Sunday, October 17, 2010

Saunders Lewis was not a fascist!

“no question Saunders Lewis is an interesting and important historical welsh figure but i do feel bound to ask what this narrow minded bigot has to offer the modern multi-lingual multi-racial and secular wales that exists at the end of the first decade of the 21st century?”

I must confess that my knowledge of Saunders Lewis (like most Welsh) is very little, mores the pity. However leigh I think we should celebrate Saunders because he did have a vision of Wales (somewhat flawed) of that did exist both in reality and as a ideal. I think it is fair to challenge him over the charge of anti Semiticism. However even that was quite common in between the wars spread across the political spectrum (which included ironically enough Leon Trotsky). It was usually directed against the perceived Jewish plutocracy. As for SL alleged Fascism, people just loved Mussolini, and even Lloyd George said nice things about Hitler (its all on tape). The war and the holocaust put an end to the love affair with Fascism and anti semiticism (except it seems amongst the extremes of right and left).
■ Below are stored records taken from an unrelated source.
//! Fan work groups out over a fixed pool of workers.
//!
//! Groups sit in one shared queue. Each worker pops a group, runs it to completion with
//! [`process_group`], and sends the artifact or the error on its own channel before popping the
//! next one. A group is never split across workers, so each output file has a single writer.
//! A failing group only loses its own artifact.

use std::collections::VecDeque;
use std::sync::mpsc::{self, Receiver, Sender};
use std::sync::{Arc, Mutex};

use rayon::{ThreadPool, ThreadPoolBuildError, ThreadPoolBuilder};
use thiserror::Error;
use tracing::{debug, info};

use crate::generator::{GenerateError, GeneratedArtifact, GeneratorSettings, process_group};
use crate::jobs::WorkGroup;
use crate::loader::SourceLoader;

#[derive(Debug, Error)]
pub enum ScheduleError {
    #[error("cannot start worker pool: {0}")]
    Pool(#[from] ThreadPoolBuildError),
}

/// A group that produced no artifact.
#[derive(Debug, Error)]
#[error("{dir}: {error}")]
pub struct JobError {
    pub dir: String,
    #[source]
    pub error: GenerateError,
}

/// Everything a batch produced, in a stable order.
#[derive(Debug, Default)]
pub struct BatchReport {
    /// Sorted by path.
    pub artifacts: Vec<GeneratedArtifact>,
    /// Sorted by directory.
    pub errors: Vec<JobError>,
}

impl BatchReport {
    pub fn is_clean(&self) -> bool {
        self.errors.is_empty()
    }
}

pub struct Scheduler {
    pool: ThreadPool,
    workers: usize,
    settings: Arc<GeneratorSettings>,
    loader: Arc<dyn SourceLoader>,
}

impl Scheduler {
    /// Build a pool of `workers` threads; zero is raised to one.
    pub fn new(
        workers: usize,
        settings: Arc<GeneratorSettings>,
        loader: Arc<dyn SourceLoader>,
    ) -> Result<Self, ScheduleError> {
        let workers = workers.max(1);
        let pool = ThreadPoolBuilder::new()
            .num_threads(workers)
            .thread_name(|i| format!("kmgen-worker-{i}"))
            .build()?;
        Ok(Self {
            pool,
            workers,
            settings,
            loader,
        })
    }

    pub fn workers(&self) -> usize {
        self.workers
    }

    /// Start processing `groups`; results arrive on the returned handle.
    #[tracing::instrument(skip_all, fields(groups = groups.len(), workers = self.workers))]
    pub fn schedule(self, groups: Vec<WorkGroup>) -> ScheduleHandle {
        info!("scheduling work groups");
        let queue = Arc::new(Mutex::new(VecDeque::from(groups)));
        let (artifact_tx, artifacts) = mpsc::channel();
        let (error_tx, errors) = mpsc::channel();

        for worker in 0..self.workers {
            let queue = Arc::clone(&queue);
            let settings = Arc::clone(&self.settings);
            let loader = Arc::clone(&self.loader);
            let artifact_tx = artifact_tx.clone();
            let error_tx = error_tx.clone();
            self.pool.spawn(move || {
                run_worker(worker, &queue, loader.as_ref(), &settings, &artifact_tx, &error_tx);
            });
        }

        ScheduleHandle {
            artifacts,
            errors,
            _pool: self.pool,
        }
    }
}

fn run_worker(
    worker: usize,
    queue: &Mutex<VecDeque<WorkGroup>>,
    loader: &dyn SourceLoader,
    settings: &GeneratorSettings,
    artifacts: &Sender<GeneratedArtifact>,
    errors: &Sender<JobError>,
) {
    loop {
        let next = queue.lock().unwrap_or_else(|poisoned| poisoned.into_inner()).pop_front();
        let Some(group) = next else {
            debug!(worker, "queue drained");
            return;
        };
        match process_group(&group, loader, settings) {
            Ok(artifact) => {
                debug!(worker, path = %artifact.path, "group done");
                // The receiver is gone only if the caller dropped the handle.
                if artifacts.send(artifact).is_err() {
                    return;
                }
            }
            Err(error) => {
                let _ = errors.send(JobError { dir: group.dir, error });
            }
        }
    }
}

/// Receiving end of a running batch. The worker pool lives as long as the handle.
pub struct ScheduleHandle {
    artifacts: Receiver<GeneratedArtifact>,
    errors: Receiver<JobError>,
    _pool: ThreadPool,
}

impl ScheduleHandle {
    /// Artifacts as they complete; ends once every worker has finished.
    pub fn artifacts(&self) -> impl Iterator<Item = GeneratedArtifact> + '_ {
        self.artifacts.iter()
    }

    /// Errors reported so far, without waiting.
    pub fn drain_errors(&self) -> impl Iterator<Item = JobError> + '_ {
        self.errors.try_iter()
    }

    /// Wait for the whole batch.
    pub fn collect(self) -> BatchReport {
        let mut artifacts: Vec<_> = self.artifacts.iter().collect();
        // All workers have exited once the artifact channel closes.
        let mut errors: Vec<_> = self.errors.iter().collect();
        artifacts.sort_by(|a, b| a.path.cmp(&b.path));
        errors.sort_by(|a, b| a.dir.cmp(&b.dir));
        info!(artifacts = artifacts.len(), errors = errors.len(), "batch finished");
        BatchReport { artifacts, errors }
    }
}
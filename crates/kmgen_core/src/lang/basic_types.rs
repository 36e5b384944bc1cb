//! Predeclared Go types.
//!
//! The matcher consults this registry when deciding whether two differently-typed fields can be
//! bridged with an explicit conversion expression (`T(src.X)`). Which kinds participate is a policy
//! choice; [`DEFAULT_CONVERTIBLE`] is the stock membership and callers may supply their own.
//!
//! ## Examples
//! ```rust
//! use kmgen_core::lang::basic_types::{self, BasicTypeId};
//!
//! assert_eq!(basic_types::from_str("float64"), Some(BasicTypeId::Float64));
//! assert!(basic_types::info_for(BasicTypeId::Uint8).numeric);
//! assert_eq!(basic_types::from_str("Time"), None);
//! ```

/// Stable identifier for each predeclared type.
#[derive(Debug, Clone, Copy, PartialEq, Eq, Hash, PartialOrd, Ord)]
pub enum BasicTypeId {
    Bool,
    String,
    Int,
    Int8,
    Int16,
    Int32,
    Int64,
    Uint,
    Uint8,
    Uint16,
    Uint32,
    Uint64,
    Uintptr,
    Byte,
    Rune,
    Float32,
    Float64,
    Complex64,
    Complex128,
    Any,
    Error,
}

/// Metadata for a predeclared type.
#[derive(Debug, Clone, Copy)]
pub struct BasicTypeInfo {
    pub id: BasicTypeId,
    pub canonical: &'static str,
    /// Integer, floating point or complex kind.
    pub numeric: bool,
}

/// Registry of predeclared types.
pub const BASIC_TYPES: &[BasicTypeInfo] = &[
    basic(BasicTypeId::Bool, "bool", false),
    basic(BasicTypeId::String, "string", false),
    basic(BasicTypeId::Int, "int", true),
    basic(BasicTypeId::Int8, "int8", true),
    basic(BasicTypeId::Int16, "int16", true),
    basic(BasicTypeId::Int32, "int32", true),
    basic(BasicTypeId::Int64, "int64", true),
    basic(BasicTypeId::Uint, "uint", true),
    basic(BasicTypeId::Uint8, "uint8", true),
    basic(BasicTypeId::Uint16, "uint16", true),
    basic(BasicTypeId::Uint32, "uint32", true),
    basic(BasicTypeId::Uint64, "uint64", true),
    basic(BasicTypeId::Uintptr, "uintptr", true),
    basic(BasicTypeId::Byte, "byte", true),
    basic(BasicTypeId::Rune, "rune", true),
    basic(BasicTypeId::Float32, "float32", true),
    basic(BasicTypeId::Float64, "float64", true),
    basic(BasicTypeId::Complex64, "complex64", true),
    basic(BasicTypeId::Complex128, "complex128", true),
    basic(BasicTypeId::Any, "any", false),
    basic(BasicTypeId::Error, "error", false),
];

/// Kinds that are mutually convertible unless configuration says otherwise.
pub const DEFAULT_CONVERTIBLE: &[BasicTypeId] = &[
    BasicTypeId::Int,
    BasicTypeId::Int32,
    BasicTypeId::Int64,
    BasicTypeId::Float64,
    BasicTypeId::String,
];

/// Canonical spelling.
pub fn as_str(id: BasicTypeId) -> &'static str {
    info_for(id).canonical
}

/// Full metadata.
///
/// ## Panics
/// - If the registry is missing an entry for `id` (this indicates a programming error).
pub fn info_for(id: BasicTypeId) -> &'static BasicTypeInfo {
    BASIC_TYPES.iter().find(|b| b.id == id).expect("basic type info missing")
}

/// Lookup by spelling.
pub fn from_str(s: &str) -> Option<BasicTypeId> {
    BASIC_TYPES.iter().find(|b| b.canonical == s).map(|b| b.id)
}

const fn basic(id: BasicTypeId, canonical: &'static str, numeric: bool) -> BasicTypeInfo {
    BasicTypeInfo { id, canonical, numeric }
}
For SL the Welsh language was the one thing that represented the core of the Welsh identity (something I disagree with vigorously). For him industrialism spelt its doom, which was his dark vision. His polemic was more borne out of frustration over the fate of Wales and its native language, than as plain hated for the English and its nation, that Jon Manchip White (Cardiff born author and Professor in Tennessee) testified to in his book “journeying Boy, A Welsh Childhood” who was his good friend who recalled him proposing a toast to the Queen, hardly an act of a rabid Anglophobe. RS Thomas was certainly a Anglophobe (ironically my favourite poet). He probably had more in common with Thomas Jefferson who’s vision of America was that of small communities and not of large cities which he despised, in other words an Agrarian Republic. SL saw the salvation of Wales and its language surviving in the small communities of the west and north. It is a tribute to him that he did not spend his final years in the west but in Penarth, which must puzzle those who accuse him of his alleged rabid anti English, it could be said he was more pro Cymraeg than the former.

Also as a dedicated Catholic he would have paid heed to Pope Pius XI condemnation of both racism in Mit brennender Sorge . believe as a English speaking Welsh that SL should be celebrated for his vision of Wales and not for the calumny leveled against him. He was a pacifist who served in WWI and saw what war could do, he was wrong about WWII as was many.